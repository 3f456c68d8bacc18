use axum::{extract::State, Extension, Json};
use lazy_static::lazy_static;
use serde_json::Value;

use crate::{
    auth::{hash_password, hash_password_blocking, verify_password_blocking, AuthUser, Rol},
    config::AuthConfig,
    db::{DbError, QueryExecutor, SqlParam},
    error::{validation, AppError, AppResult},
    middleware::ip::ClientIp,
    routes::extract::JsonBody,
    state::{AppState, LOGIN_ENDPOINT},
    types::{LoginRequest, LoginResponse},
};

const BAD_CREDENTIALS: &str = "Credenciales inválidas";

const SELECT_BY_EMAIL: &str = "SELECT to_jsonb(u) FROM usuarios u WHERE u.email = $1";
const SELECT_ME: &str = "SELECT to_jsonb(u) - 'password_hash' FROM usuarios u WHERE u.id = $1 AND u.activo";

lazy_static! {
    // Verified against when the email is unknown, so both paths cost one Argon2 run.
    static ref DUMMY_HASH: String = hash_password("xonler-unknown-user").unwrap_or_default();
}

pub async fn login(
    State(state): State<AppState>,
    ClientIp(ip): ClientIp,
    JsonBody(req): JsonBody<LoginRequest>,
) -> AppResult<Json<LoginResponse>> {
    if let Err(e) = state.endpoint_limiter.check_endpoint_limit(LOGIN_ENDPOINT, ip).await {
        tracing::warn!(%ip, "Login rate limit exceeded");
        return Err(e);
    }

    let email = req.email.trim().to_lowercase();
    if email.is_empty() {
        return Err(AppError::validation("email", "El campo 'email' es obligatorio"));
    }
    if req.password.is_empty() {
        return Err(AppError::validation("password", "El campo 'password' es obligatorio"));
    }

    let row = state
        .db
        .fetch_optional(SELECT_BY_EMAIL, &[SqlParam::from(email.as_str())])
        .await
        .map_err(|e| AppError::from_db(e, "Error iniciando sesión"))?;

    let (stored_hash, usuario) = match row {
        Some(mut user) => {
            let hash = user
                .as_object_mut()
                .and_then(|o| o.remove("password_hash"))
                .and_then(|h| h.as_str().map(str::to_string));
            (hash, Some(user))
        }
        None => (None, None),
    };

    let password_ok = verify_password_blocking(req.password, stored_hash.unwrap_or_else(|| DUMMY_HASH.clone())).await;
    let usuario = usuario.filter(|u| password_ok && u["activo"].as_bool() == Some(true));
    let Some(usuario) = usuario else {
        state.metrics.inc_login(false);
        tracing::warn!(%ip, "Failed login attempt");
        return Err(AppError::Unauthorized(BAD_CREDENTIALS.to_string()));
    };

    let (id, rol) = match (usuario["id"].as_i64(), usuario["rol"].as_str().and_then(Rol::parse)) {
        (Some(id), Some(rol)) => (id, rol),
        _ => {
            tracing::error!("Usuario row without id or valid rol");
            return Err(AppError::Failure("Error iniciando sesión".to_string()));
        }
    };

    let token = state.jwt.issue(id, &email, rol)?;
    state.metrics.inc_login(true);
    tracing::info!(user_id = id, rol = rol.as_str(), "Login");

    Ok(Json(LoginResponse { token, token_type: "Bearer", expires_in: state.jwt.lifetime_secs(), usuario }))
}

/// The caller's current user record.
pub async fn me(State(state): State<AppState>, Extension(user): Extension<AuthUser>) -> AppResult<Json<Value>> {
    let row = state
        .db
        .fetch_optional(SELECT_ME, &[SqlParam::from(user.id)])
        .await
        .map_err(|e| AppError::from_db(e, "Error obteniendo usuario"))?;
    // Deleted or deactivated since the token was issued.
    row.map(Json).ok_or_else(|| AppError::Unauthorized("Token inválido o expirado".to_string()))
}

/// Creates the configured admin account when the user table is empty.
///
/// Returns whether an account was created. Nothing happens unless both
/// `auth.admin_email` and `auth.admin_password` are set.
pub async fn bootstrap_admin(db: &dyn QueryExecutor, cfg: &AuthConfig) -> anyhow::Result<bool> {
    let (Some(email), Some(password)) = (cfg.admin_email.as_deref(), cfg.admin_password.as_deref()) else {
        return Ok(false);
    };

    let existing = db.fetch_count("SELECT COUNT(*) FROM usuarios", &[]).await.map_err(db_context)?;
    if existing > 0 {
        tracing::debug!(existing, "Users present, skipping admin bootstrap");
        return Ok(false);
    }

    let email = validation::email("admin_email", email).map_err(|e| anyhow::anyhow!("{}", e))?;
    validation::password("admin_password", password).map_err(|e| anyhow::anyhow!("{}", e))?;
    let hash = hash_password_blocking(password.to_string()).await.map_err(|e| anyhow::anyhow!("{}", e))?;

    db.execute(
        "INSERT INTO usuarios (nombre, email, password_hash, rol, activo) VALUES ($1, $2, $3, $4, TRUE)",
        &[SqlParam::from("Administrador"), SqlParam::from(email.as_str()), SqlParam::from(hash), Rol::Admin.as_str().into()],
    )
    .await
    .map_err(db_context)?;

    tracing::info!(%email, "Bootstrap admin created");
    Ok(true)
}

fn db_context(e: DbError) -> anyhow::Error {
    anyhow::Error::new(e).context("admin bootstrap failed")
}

++++++

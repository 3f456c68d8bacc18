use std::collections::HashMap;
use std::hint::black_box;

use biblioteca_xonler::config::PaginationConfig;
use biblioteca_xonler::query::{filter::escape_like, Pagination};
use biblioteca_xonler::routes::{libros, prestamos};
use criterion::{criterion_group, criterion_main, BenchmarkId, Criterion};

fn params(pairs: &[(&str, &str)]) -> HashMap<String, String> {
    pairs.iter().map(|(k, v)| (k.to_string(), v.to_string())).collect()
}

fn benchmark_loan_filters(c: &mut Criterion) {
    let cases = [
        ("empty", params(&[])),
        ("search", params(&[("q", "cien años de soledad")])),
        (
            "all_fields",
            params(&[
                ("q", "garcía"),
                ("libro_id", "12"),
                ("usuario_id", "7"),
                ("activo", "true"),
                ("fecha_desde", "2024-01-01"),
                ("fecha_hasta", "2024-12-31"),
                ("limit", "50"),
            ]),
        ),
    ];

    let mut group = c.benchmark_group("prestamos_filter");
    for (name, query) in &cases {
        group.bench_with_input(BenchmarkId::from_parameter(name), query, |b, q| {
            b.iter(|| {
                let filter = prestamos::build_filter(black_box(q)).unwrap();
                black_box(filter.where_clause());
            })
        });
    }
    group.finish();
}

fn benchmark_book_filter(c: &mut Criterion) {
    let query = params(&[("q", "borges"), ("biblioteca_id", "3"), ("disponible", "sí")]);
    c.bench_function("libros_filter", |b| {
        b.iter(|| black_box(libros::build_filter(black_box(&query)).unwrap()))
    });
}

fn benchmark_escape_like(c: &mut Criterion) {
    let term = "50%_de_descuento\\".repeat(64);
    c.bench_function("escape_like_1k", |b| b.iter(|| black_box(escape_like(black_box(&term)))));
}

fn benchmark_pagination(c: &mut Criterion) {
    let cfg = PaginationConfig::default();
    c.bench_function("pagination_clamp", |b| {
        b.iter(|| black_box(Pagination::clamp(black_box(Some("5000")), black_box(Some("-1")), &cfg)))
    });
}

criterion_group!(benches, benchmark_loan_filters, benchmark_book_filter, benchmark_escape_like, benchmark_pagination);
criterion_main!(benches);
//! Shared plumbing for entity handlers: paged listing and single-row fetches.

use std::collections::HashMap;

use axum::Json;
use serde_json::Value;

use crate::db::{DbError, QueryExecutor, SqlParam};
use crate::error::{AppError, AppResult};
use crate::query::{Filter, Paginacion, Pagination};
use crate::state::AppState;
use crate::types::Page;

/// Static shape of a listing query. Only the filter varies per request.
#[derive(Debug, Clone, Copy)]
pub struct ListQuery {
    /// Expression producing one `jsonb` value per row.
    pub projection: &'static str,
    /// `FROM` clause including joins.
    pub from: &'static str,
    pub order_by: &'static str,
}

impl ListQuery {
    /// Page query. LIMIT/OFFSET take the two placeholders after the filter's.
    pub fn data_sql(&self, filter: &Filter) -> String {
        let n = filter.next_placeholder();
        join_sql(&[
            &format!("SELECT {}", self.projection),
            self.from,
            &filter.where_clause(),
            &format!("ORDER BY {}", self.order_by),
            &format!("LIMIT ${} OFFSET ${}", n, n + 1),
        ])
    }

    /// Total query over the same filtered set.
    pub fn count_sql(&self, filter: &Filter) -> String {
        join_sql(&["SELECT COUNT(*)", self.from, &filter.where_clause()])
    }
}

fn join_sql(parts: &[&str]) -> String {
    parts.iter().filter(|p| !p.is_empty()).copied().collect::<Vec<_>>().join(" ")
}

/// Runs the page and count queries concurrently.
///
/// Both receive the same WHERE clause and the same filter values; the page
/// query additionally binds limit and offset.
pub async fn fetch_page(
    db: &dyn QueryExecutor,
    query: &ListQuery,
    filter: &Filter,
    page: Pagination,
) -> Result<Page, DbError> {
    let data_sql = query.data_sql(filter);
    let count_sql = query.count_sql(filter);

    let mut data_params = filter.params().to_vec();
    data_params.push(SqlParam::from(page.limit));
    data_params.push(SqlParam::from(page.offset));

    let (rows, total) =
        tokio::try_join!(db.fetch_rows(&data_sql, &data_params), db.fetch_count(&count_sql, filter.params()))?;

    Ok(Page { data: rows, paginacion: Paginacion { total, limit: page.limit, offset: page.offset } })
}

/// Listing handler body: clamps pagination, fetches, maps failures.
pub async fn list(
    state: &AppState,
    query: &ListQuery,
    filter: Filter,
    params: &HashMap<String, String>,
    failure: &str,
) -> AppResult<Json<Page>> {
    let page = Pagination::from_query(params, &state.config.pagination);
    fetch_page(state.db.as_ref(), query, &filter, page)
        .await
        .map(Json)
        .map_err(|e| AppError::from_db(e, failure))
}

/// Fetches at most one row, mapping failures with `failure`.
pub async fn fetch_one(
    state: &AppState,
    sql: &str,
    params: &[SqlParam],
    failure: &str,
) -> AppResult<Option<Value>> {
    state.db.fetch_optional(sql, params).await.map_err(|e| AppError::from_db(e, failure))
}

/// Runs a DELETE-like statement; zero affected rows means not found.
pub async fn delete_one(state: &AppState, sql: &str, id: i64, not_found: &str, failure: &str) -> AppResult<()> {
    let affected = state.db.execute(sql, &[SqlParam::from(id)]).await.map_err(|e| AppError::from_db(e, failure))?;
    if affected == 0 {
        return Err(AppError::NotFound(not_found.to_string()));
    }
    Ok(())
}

++++++

> Task prompt:
With "JsonBody" as the string to match, show every line of the entries above that has it.

> Answer to this problem:
    routes::extract::JsonBody,
    JsonBody(req): JsonBody<LoginRequest>,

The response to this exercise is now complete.